Your assignment
Repeat, exactly as written, the lines of the records below from the first through the line with "pub fn from_halves(left: &[u8], right: &[u8])", but none past it.

Data excerpts:
══════════
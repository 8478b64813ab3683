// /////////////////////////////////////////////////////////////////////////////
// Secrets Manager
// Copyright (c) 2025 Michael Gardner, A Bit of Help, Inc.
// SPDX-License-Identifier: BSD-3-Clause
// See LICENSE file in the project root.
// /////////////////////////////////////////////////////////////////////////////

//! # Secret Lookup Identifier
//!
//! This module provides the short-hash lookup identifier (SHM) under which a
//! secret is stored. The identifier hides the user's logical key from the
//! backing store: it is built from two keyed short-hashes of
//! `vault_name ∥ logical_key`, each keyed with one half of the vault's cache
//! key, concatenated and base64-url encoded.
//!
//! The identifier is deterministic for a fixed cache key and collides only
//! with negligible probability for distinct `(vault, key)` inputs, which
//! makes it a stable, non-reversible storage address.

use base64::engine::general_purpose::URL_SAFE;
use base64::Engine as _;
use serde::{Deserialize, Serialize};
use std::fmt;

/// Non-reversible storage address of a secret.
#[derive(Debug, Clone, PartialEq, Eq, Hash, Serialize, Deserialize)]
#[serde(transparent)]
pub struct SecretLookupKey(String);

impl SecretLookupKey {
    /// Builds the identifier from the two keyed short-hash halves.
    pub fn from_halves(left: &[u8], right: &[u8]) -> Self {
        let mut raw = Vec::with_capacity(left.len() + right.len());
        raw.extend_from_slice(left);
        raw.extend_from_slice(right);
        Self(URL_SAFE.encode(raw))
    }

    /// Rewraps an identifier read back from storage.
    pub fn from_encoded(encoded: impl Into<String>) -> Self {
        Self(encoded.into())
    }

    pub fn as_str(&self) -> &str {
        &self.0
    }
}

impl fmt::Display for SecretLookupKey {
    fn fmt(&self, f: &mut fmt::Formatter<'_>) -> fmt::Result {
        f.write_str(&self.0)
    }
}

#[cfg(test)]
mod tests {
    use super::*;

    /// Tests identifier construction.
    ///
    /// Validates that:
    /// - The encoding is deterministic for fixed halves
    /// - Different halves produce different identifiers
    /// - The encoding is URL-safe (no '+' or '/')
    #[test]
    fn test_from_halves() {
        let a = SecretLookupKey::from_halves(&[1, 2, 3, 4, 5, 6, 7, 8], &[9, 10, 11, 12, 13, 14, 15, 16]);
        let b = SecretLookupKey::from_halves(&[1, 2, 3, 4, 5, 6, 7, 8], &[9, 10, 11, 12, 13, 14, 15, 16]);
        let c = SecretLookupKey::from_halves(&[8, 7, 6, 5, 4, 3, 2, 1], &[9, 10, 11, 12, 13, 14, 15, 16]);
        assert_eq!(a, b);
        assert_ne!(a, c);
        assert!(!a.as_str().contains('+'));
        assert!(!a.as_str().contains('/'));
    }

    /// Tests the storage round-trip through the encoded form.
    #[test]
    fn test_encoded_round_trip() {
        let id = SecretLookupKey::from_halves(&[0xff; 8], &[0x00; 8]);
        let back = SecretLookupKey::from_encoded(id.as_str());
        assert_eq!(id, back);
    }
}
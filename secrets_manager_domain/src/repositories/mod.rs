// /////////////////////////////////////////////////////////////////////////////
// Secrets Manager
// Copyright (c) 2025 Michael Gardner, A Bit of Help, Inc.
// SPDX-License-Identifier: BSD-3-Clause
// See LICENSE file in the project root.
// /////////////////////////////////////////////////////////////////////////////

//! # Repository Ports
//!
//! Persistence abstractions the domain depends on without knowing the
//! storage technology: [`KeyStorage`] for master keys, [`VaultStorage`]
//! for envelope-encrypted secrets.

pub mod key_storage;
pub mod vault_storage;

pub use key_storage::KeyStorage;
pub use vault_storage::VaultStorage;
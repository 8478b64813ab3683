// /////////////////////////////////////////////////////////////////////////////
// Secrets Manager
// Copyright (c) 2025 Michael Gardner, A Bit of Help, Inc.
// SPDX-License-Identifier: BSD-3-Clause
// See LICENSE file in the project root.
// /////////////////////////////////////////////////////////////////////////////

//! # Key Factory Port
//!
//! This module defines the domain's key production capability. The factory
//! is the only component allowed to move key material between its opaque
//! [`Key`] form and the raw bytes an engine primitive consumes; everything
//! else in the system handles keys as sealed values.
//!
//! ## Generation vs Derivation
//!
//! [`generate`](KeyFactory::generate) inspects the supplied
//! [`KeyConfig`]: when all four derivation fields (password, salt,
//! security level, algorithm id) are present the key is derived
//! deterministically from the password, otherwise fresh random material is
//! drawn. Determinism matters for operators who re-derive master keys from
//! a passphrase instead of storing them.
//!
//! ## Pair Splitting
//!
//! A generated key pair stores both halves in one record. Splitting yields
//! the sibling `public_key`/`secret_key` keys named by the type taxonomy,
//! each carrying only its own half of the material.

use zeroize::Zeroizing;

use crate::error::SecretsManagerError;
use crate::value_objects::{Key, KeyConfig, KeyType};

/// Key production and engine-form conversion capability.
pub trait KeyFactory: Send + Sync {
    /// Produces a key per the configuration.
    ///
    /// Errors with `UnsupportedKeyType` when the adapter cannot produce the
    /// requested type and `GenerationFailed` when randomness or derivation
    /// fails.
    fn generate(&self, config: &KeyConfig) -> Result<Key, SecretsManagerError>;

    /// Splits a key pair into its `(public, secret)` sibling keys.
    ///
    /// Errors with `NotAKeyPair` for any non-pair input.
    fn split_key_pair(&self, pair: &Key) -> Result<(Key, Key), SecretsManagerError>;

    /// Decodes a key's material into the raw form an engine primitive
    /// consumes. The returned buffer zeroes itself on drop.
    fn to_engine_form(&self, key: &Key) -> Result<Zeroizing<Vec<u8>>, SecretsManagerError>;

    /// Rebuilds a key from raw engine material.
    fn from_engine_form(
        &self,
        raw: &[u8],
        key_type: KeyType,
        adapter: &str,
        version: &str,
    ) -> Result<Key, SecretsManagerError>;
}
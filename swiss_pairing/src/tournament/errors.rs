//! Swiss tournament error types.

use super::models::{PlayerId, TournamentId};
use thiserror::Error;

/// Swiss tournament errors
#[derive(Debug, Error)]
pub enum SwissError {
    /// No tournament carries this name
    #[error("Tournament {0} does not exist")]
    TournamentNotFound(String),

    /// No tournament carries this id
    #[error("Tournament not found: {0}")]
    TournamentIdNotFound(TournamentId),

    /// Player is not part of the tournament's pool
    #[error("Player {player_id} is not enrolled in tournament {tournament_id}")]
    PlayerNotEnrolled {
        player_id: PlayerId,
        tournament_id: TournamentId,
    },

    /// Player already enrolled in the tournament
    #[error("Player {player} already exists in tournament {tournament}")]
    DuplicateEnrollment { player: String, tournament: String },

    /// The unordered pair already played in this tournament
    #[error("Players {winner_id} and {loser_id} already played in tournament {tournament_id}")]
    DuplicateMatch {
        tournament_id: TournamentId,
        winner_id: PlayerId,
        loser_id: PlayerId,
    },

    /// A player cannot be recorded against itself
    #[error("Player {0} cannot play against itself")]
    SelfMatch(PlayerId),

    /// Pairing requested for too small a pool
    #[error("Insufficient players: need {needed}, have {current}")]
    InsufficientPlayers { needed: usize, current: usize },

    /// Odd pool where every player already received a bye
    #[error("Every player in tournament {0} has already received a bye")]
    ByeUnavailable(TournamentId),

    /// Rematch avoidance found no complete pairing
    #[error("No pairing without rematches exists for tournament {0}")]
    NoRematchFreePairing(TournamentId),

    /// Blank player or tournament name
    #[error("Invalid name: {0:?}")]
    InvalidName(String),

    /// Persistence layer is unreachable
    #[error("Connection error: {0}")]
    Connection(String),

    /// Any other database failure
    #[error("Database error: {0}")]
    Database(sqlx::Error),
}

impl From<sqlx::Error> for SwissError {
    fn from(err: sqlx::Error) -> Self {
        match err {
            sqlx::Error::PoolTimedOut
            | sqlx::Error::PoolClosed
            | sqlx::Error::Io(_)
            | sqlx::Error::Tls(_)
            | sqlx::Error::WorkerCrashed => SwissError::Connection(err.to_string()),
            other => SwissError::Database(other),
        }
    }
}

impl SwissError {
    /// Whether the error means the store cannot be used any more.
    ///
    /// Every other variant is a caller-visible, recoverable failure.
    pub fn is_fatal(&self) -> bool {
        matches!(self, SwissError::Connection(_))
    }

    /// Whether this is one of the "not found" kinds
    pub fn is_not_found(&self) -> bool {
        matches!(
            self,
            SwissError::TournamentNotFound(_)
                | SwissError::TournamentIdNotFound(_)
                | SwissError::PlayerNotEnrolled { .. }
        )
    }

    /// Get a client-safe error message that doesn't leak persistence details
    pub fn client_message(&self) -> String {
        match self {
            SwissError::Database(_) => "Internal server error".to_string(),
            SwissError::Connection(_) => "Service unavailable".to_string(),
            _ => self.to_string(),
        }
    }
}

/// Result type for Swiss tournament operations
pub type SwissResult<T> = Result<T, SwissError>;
══════════
Answer for this exercise
repository 8478b64813ab3683
// /////////////////////////////////////////////////////////////////////////////
// Secrets Manager
// Copyright (c) 2025 Michael Gardner, A Bit of Help, Inc.
// SPDX-License-Identifier: BSD-3-Clause
// See LICENSE file in the project root.
// /////////////////////////////////////////////////////////////////////////////

//! # Secret Lookup Identifier
//!
//! This module provides the short-hash lookup identifier (SHM) under which a
//! secret is stored. The identifier hides the user's logical key from the
//! backing store: it is built from two keyed short-hashes of
//! `vault_name ∥ logical_key`, each keyed with one half of the vault's cache
//! key, concatenated and base64-url encoded.
//!
//! The identifier is deterministic for a fixed cache key and collides only
//! with negligible probability for distinct `(vault, key)` inputs, which
//! makes it a stable, non-reversible storage address.

use base64::engine::general_purpose::URL_SAFE;
use base64::Engine as _;
use serde::{Deserialize, Serialize};
use std::fmt;

/// Non-reversible storage address of a secret.
#[derive(Debug, Clone, PartialEq, Eq, Hash, Serialize, Deserialize)]
#[serde(transparent)]
pub struct SecretLookupKey(String);

impl SecretLookupKey {
    /// Builds the identifier from the two keyed short-hash halves.
    pub fn from_halves(left: &[u8], right: &[u8]) -> Self {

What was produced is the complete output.